● WHAT YOU WILL DO
In the records below, find the line with "let batch = match" and the line with "let mut reports"; return exactly those lines and every line between them.

Start of TASK INPUT

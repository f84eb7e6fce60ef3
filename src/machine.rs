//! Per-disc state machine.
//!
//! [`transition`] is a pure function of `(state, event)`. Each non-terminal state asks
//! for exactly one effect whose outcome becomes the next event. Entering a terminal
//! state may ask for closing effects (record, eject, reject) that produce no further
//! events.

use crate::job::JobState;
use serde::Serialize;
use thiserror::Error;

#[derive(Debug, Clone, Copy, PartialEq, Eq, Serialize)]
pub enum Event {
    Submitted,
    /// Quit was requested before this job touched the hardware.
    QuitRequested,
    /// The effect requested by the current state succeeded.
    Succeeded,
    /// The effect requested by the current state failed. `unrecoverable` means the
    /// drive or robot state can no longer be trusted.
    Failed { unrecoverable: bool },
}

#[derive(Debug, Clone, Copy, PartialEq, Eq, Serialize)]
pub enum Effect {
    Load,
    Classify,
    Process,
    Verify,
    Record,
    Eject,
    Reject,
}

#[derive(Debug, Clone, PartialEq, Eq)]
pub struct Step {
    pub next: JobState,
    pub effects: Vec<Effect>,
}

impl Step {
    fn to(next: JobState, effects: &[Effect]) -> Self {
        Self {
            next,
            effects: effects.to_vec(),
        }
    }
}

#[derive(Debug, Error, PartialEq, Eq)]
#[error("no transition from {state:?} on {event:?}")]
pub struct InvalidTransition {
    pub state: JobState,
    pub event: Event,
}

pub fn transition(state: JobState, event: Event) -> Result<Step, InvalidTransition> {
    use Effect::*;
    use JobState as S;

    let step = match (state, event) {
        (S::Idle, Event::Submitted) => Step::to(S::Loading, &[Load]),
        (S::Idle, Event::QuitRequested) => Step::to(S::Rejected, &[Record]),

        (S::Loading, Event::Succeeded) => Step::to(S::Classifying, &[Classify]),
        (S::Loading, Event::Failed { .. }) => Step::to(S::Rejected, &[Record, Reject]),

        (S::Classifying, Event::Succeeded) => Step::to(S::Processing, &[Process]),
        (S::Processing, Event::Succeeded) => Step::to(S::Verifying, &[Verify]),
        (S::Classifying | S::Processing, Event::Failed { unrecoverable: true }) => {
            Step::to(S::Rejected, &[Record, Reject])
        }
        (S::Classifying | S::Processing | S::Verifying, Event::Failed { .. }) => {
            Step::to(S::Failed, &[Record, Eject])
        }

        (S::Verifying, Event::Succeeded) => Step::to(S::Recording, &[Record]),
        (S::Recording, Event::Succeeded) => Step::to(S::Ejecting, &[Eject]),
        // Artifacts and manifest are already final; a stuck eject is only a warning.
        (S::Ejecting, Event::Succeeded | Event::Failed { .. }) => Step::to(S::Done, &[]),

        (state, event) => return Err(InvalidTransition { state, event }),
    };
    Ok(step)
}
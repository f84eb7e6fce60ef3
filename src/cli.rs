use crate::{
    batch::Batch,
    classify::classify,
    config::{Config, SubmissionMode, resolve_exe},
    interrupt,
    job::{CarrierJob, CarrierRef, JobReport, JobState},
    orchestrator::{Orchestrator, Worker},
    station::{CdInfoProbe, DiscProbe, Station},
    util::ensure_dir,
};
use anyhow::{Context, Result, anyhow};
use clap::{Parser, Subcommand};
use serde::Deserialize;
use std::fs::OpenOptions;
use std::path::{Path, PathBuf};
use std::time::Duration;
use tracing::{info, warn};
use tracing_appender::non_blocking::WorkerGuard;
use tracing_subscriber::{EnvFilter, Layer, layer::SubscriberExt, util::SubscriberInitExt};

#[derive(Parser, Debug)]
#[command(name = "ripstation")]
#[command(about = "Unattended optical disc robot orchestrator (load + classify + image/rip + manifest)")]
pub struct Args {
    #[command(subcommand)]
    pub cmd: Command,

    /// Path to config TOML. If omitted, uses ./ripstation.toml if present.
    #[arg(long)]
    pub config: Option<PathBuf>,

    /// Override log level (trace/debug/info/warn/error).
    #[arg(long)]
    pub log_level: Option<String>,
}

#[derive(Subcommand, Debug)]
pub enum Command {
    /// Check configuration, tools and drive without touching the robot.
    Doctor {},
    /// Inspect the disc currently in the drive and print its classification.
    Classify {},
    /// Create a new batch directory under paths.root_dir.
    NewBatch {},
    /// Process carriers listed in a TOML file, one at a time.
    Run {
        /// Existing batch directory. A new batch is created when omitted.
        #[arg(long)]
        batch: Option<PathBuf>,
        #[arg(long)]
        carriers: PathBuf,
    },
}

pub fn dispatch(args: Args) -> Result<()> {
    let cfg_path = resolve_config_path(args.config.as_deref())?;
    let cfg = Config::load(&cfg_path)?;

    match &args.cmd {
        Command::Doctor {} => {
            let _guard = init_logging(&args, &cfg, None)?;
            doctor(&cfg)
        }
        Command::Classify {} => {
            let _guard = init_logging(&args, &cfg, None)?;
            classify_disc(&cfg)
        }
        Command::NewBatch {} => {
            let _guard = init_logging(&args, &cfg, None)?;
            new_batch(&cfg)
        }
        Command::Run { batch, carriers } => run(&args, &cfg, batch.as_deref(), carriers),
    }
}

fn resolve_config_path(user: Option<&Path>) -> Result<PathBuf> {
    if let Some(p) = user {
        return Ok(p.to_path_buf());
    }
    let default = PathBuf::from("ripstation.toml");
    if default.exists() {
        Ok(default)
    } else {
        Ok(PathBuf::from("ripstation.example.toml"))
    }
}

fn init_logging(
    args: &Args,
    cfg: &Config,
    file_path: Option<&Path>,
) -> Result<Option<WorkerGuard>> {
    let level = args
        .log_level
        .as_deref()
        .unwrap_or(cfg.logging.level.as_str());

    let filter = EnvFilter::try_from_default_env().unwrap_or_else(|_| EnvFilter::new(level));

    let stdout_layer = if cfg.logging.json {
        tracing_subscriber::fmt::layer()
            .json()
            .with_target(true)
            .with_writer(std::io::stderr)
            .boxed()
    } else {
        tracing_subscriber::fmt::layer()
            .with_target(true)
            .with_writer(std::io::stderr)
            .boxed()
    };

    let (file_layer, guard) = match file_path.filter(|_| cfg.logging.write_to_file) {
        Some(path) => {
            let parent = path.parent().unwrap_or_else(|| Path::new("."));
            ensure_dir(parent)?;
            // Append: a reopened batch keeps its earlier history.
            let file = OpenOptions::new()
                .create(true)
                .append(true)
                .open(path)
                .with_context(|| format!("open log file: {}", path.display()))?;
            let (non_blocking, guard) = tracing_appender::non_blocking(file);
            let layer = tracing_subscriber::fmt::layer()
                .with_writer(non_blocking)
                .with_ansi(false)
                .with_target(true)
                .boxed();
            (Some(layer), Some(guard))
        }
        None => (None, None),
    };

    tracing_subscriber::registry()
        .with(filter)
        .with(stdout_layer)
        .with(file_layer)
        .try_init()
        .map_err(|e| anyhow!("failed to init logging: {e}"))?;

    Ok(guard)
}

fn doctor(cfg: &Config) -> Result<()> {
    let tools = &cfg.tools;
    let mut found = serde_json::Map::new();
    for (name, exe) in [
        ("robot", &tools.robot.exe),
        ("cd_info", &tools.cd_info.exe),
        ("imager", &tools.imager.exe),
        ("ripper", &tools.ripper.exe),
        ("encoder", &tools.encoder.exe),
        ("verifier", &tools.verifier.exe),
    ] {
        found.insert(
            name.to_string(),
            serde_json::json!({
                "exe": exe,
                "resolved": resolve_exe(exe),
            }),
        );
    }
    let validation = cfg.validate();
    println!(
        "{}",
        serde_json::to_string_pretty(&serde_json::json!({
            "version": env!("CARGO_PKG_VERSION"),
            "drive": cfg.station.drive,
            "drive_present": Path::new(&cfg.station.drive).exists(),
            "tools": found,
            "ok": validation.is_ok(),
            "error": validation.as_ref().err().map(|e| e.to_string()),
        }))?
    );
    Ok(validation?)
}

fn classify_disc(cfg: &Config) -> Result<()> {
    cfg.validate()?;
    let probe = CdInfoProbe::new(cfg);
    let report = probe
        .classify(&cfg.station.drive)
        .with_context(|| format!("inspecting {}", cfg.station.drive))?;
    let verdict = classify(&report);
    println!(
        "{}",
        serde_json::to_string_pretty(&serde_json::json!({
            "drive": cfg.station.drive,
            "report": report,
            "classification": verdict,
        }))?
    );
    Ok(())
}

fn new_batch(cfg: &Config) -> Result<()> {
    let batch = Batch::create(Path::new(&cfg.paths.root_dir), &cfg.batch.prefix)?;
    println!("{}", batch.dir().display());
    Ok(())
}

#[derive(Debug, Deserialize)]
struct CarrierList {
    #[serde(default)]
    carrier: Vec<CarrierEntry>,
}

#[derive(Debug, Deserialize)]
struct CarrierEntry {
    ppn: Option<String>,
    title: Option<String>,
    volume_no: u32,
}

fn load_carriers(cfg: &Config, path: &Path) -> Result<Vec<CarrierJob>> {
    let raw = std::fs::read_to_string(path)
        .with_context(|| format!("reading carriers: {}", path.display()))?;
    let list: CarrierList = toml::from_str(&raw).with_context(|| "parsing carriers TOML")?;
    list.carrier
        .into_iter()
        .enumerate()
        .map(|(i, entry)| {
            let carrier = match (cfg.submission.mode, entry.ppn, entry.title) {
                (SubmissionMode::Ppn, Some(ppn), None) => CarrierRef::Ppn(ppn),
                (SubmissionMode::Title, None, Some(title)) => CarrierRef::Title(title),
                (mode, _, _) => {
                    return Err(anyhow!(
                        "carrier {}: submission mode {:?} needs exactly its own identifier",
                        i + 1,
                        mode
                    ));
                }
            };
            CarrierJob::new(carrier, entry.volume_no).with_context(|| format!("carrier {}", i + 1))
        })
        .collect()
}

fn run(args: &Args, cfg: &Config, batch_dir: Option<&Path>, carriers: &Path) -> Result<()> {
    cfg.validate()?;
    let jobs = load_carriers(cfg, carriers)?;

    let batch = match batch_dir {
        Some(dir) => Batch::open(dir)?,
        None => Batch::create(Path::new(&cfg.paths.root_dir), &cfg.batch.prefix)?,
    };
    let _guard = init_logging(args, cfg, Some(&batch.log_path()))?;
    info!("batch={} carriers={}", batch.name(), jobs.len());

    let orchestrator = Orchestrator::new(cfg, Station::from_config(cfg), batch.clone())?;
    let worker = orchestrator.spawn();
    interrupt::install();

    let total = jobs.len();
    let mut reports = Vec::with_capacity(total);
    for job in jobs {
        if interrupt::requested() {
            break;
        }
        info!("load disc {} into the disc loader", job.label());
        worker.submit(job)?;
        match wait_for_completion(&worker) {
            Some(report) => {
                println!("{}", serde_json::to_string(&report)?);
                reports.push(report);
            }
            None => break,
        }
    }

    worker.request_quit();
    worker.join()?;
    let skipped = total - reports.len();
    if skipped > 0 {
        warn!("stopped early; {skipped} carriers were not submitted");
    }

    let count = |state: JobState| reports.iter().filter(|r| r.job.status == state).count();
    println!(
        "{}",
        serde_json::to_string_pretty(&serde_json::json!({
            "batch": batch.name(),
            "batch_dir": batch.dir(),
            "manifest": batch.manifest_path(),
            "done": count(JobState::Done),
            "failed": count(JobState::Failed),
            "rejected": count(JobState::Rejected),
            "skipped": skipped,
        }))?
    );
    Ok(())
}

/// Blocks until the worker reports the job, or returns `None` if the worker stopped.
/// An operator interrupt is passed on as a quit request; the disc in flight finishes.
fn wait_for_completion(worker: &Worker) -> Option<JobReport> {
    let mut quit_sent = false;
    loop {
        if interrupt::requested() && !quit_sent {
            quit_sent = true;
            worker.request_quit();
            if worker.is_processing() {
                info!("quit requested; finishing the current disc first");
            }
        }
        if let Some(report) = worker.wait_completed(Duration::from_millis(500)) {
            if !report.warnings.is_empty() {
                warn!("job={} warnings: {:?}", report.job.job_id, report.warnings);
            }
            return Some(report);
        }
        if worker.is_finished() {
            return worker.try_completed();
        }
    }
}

End of TASK INPUT

● WORKED SOLUTION
    let batch = match batch_dir {
        Some(dir) => Batch::open(dir)?,
        None => Batch::create(Path::new(&cfg.paths.root_dir), &cfg.batch.prefix)?,
    };
    let _guard = init_logging(args, cfg, Some(&batch.log_path()))?;
    info!("batch={} carriers={}", batch.name(), jobs.len());

    let orchestrator = Orchestrator::new(cfg, Station::from_config(cfg), batch.clone())?;
    let worker = orchestrator.spawn();
    interrupt::install();

    let total = jobs.len();
    let mut reports = Vec::with_capacity(total);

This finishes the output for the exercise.